== Work to be completed ==
Check every line of the data below for the word "stdin", then give only the number of lines that have it.

== Source data ==
▽

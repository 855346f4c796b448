//! Layout engine types and configuration.

/// Configuration for the layout engine that computes pane positions.
pub struct LayoutEngine {
    /// Gap in pixels between panes.
    pub gap: u32,
    /// Outer padding in pixels around the entire dock area.
    pub outer_padding: u32,
}

impl Default for LayoutEngine {
    fn default() -> Self {
        Self {
            gap: 6,
            outer_padding: 0,
        }
    }
}
//! `quire serve`: the layout bridge over JSON lines.

use std::sync::Arc;

use quire_bridge::wire::{decode_request, encode_response, DecodedRequest, RejectedRequest};
use quire_bridge::{dispatch, BridgeEvent, BridgeResponse, EventBus, LayoutBridge};
use quire_config::WorkspaceConfig;
use quire_host::{FloatingGeometry, FloatingPaneRegistry, HeadlessBackend, HostService, WindowBackend};
use tokio::io::{AsyncBufRead, AsyncBufReadExt, AsyncWrite, AsyncWriteExt, BufReader};
use tokio::sync::{broadcast, mpsc, oneshot};
use tokio::task::JoinSet;
use tracing::{debug, info, warn};

/// Serve stdin/stdout until stdin closes, then close every window.
pub async fn run(config: &WorkspaceConfig) -> std::io::Result<()> {
    let backend: Arc<dyn WindowBackend> = Arc::new(HeadlessBackend::new());
    let events = EventBus::default();
    let registry = Arc::new(FloatingPaneRegistry::with_events(
        backend,
        FloatingGeometry::from(&config.floating),
        events.clone(),
    ));
    let service: Arc<dyn LayoutBridge> = Arc::new(HostService::new(Arc::clone(&registry)));

    info!("serving layout bridge on stdio");
    let stdin = BufReader::new(tokio::io::stdin());
    serve_lines(stdin, tokio::io::stdout(), service, events.subscribe()).await?;

    let closed = registry.close_all().await;
    info!(closed, "stdin closed, bridge stopped");
    Ok(())
}

/// Answer every request line from `input` on `output`, forwarding host
/// events in between. Requests run concurrently; responses carry the
/// request id and may arrive out of order.
pub async fn serve_lines<R, W>(
    input: R,
    output: W,
    service: Arc<dyn LayoutBridge>,
    events: broadcast::Receiver<BridgeEvent>,
) -> std::io::Result<()>
where
    R: AsyncBufRead + Unpin,
    W: AsyncWrite + Unpin + Send + 'static,
{
    let (tx, rx) = mpsc::unbounded_channel::<String>();
    let writer = tokio::spawn(write_lines(output, rx));

    let (stop, stopped) = oneshot::channel();
    let forwarder = tokio::spawn(forward_events(events, tx.clone(), stopped));

    let mut calls = JoinSet::new();
    let mut lines = input.lines();
    while let Some(line) = lines.next_line().await? {
        let line = line.trim();
        if line.is_empty() {
            continue;
        }
        match decode_request(line) {
            Ok(DecodedRequest { id, request }) => {
                debug!(id = %id, kind = request.kind(), "bridge request");
                let service = Arc::clone(&service);
                let tx = tx.clone();
                calls.spawn(async move {
                    let response = dispatch(service.as_ref(), request).await;
                    let _ = tx.send(encode_response(&id, &response));
                });
            }
            Err(RejectedRequest { id, error }) => {
                warn!(id = %id, "rejected bridge request: {error}");
                let _ = tx.send(encode_response(&id, &BridgeResponse::error(&error)));
            }
        }
    }

    while calls.join_next().await.is_some() {}
    let _ = stop.send(());
    if let Err(e) = forwarder.await {
        warn!("event forwarder failed: {e}");
    }
    drop(tx);

    writer.await.map_err(std::io::Error::other)?
}

/// Encode host events onto the output until `stop` fires, then flush
/// whatever is already queued on the bus.
async fn forward_events(
    mut events: broadcast::Receiver<BridgeEvent>,
    tx: mpsc::UnboundedSender<String>,
    mut stop: oneshot::Receiver<()>,
) {
    loop {
        let received = tokio::select! {
            biased;
            received = events.recv() => received,
            _ = &mut stop => break,
        };
        match received {
            Ok(event) => {
                if !send_event(&tx, &event) {
                    return;
                }
            }
            Err(broadcast::error::RecvError::Lagged(missed)) => {
                warn!(missed, "dropped host events");
            }
            Err(broadcast::error::RecvError::Closed) => return,
        }
    }

    loop {
        match events.try_recv() {
            Ok(event) => {
                if !send_event(&tx, &event) {
                    return;
                }
            }
            Err(broadcast::error::TryRecvError::Lagged(missed)) => {
                warn!(missed, "dropped host events");
            }
            Err(_) => return,
        }
    }
}

/// Returns `false` once the writer has gone away.
fn send_event(tx: &mpsc::UnboundedSender<String>, event: &BridgeEvent) -> bool {
    match serde_json::to_string(event) {
        Ok(line) => tx.send(line).is_ok(),
        Err(e) => {
            warn!("could not encode host event: {e}");
            true
        }
    }
}

async fn write_lines<W>(mut output: W, mut rx: mpsc::UnboundedReceiver<String>) -> std::io::Result<()>
where
    W: AsyncWrite + Unpin,
{
    while let Some(line) = rx.recv().await {
        output.write_all(line.as_bytes()).await?;
        output.write_all(b"\n").await?;
        output.flush().await?;
    }
    output.shutdown().await
}

#[cfg(test)]
mod tests {
    use super::*;
    use quire_bridge::wire::decode_response;
    use quire_common::LayoutPaneId;
    use serde_json::Value;
    use tokio::io::AsyncReadExt;

    struct Host {
        service: Arc<dyn LayoutBridge>,
        events: EventBus,
    }

    fn host() -> Host {
        let backend: Arc<dyn WindowBackend> = Arc::new(HeadlessBackend::new());
        let events = EventBus::default();
        let registry = Arc::new(FloatingPaneRegistry::with_events(
            backend,
            FloatingGeometry::default(),
            events.clone(),
        ));
        Host {
            service: Arc::new(HostService::new(registry)),
            events,
        }
    }

    async fn exchange(host: &Host, input: &str) -> Vec<String> {
        let (mut client, server) = tokio::io::duplex(64 * 1024);
        serve_lines(
            input.as_bytes(),
            server,
            Arc::clone(&host.service),
            host.events.subscribe(),
        )
        .await
        .unwrap();
        let mut text = String::new();
        client.read_to_string(&mut text).await.unwrap();
        text.lines().map(str::to_string).collect()
    }

    fn response_for(lines: &[String], id: &str) -> BridgeResponse {
        lines
            .iter()
            .filter_map(|l| decode_response(l).ok())
            .find(|(rid, _)| rid.as_deref() == Some(id))
            .map(|(_, response)| response)
            .unwrap_or_else(|| panic!("no response for {id} in {lines:?}"))
    }

    #[tokio::test]
    async fn save_then_load_round_trips_through_stdio() {
        let host = host();
        let dir = tempfile::tempdir().unwrap();
        let project = serde_json::to_string(dir.path()).unwrap();

        let save = format!(
            r#"{{"id":"s1","kind":"saveLayout","payload":{{"projectPath":{project},"payload":{{"layout":"outline","floatingPanes":[],"schemaVersion":1}}}}}}"#
        );
        let lines = exchange(&host, &save).await;
        assert_eq!(response_for(&lines, "s1"), BridgeResponse::Saved);

        let load = format!(r#"{{"id":"l1","kind":"loadLayout","payload":{{"projectPath":{project}}}}}"#);
        let lines = exchange(&host, &load).await;
        let payload = response_for(&lines, "l1").into_layout().unwrap().unwrap();
        assert_eq!(payload.layout, Value::String("outline".into()));
    }

    #[tokio::test]
    async fn bad_lines_get_error_responses() {
        let host = host();
        let input = concat!(
            r#"{"id":"x1","kind":"deleteEverything","payload":{}}"#,
            "\n\n",
            r#"{"id":"x2","kind":"openFloatingPane","payload":{"paneId":"timeline"}}"#,
            "\n",
        );
        let lines = exchange(&host, input).await;
        assert_eq!(lines.len(), 2);
        for id in ["x1", "x2"] {
            match response_for(&lines, id) {
                BridgeResponse::Error(failure) => {
                    assert_eq!(failure.kind, quire_bridge::FailureKind::Protocol)
                }
                other => panic!("expected error, got {other:?}"),
            }
        }
    }

    #[tokio::test]
    async fn queued_events_are_flushed_on_shutdown() {
        let bus = EventBus::default();
        let events = bus.subscribe();
        let (tx, mut rx) = mpsc::unbounded_channel();
        let (stop, stopped) = oneshot::channel();

        for pane in [LayoutPaneId::Timeline, LayoutPaneId::Critique, LayoutPaneId::Outline] {
            bus.publish(BridgeEvent::FloatingPaneClosed {
                project_path: "/work/novel".into(),
                pane_id: pane,
            });
        }
        stop.send(()).unwrap();
        forward_events(events, tx, stopped).await;

        let mut lines = Vec::new();
        while let Ok(line) = rx.try_recv() {
            lines.push(line);
        }
        assert_eq!(lines.len(), 3);
        let last: Value = serde_json::from_str(&lines[2]).unwrap();
        assert_eq!(last["type"], "floatingPaneClosed");
        assert_eq!(last["data"]["paneId"], "outline");
    }

    #[tokio::test]
    async fn open_and_list_over_stdio() {
        let host = host();
        let dir = tempfile::tempdir().unwrap();
        let project = serde_json::to_string(dir.path()).unwrap();

        let open = format!(
            r#"{{"id":"o1","kind":"openFloatingPane","payload":{{"projectPath":{project},"paneId":"timeline"}}}}"#
        );
        let lines = exchange(&host, &open).await;
        assert!(response_for(&lines, "o1").into_opened().unwrap().opened);

        let list = format!(r#"{{"id":"f1","kind":"listFloatingPanes","payload":{{"projectPath":{project}}}}}"#);
        let lines = exchange(&host, &list).await;
        let panes = response_for(&lines, "f1").into_floating_panes().unwrap();
        assert_eq!(panes.len(), 1);
        assert_eq!(panes[0].id, LayoutPaneId::Timeline);
    }
}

△

== Answer section ==
4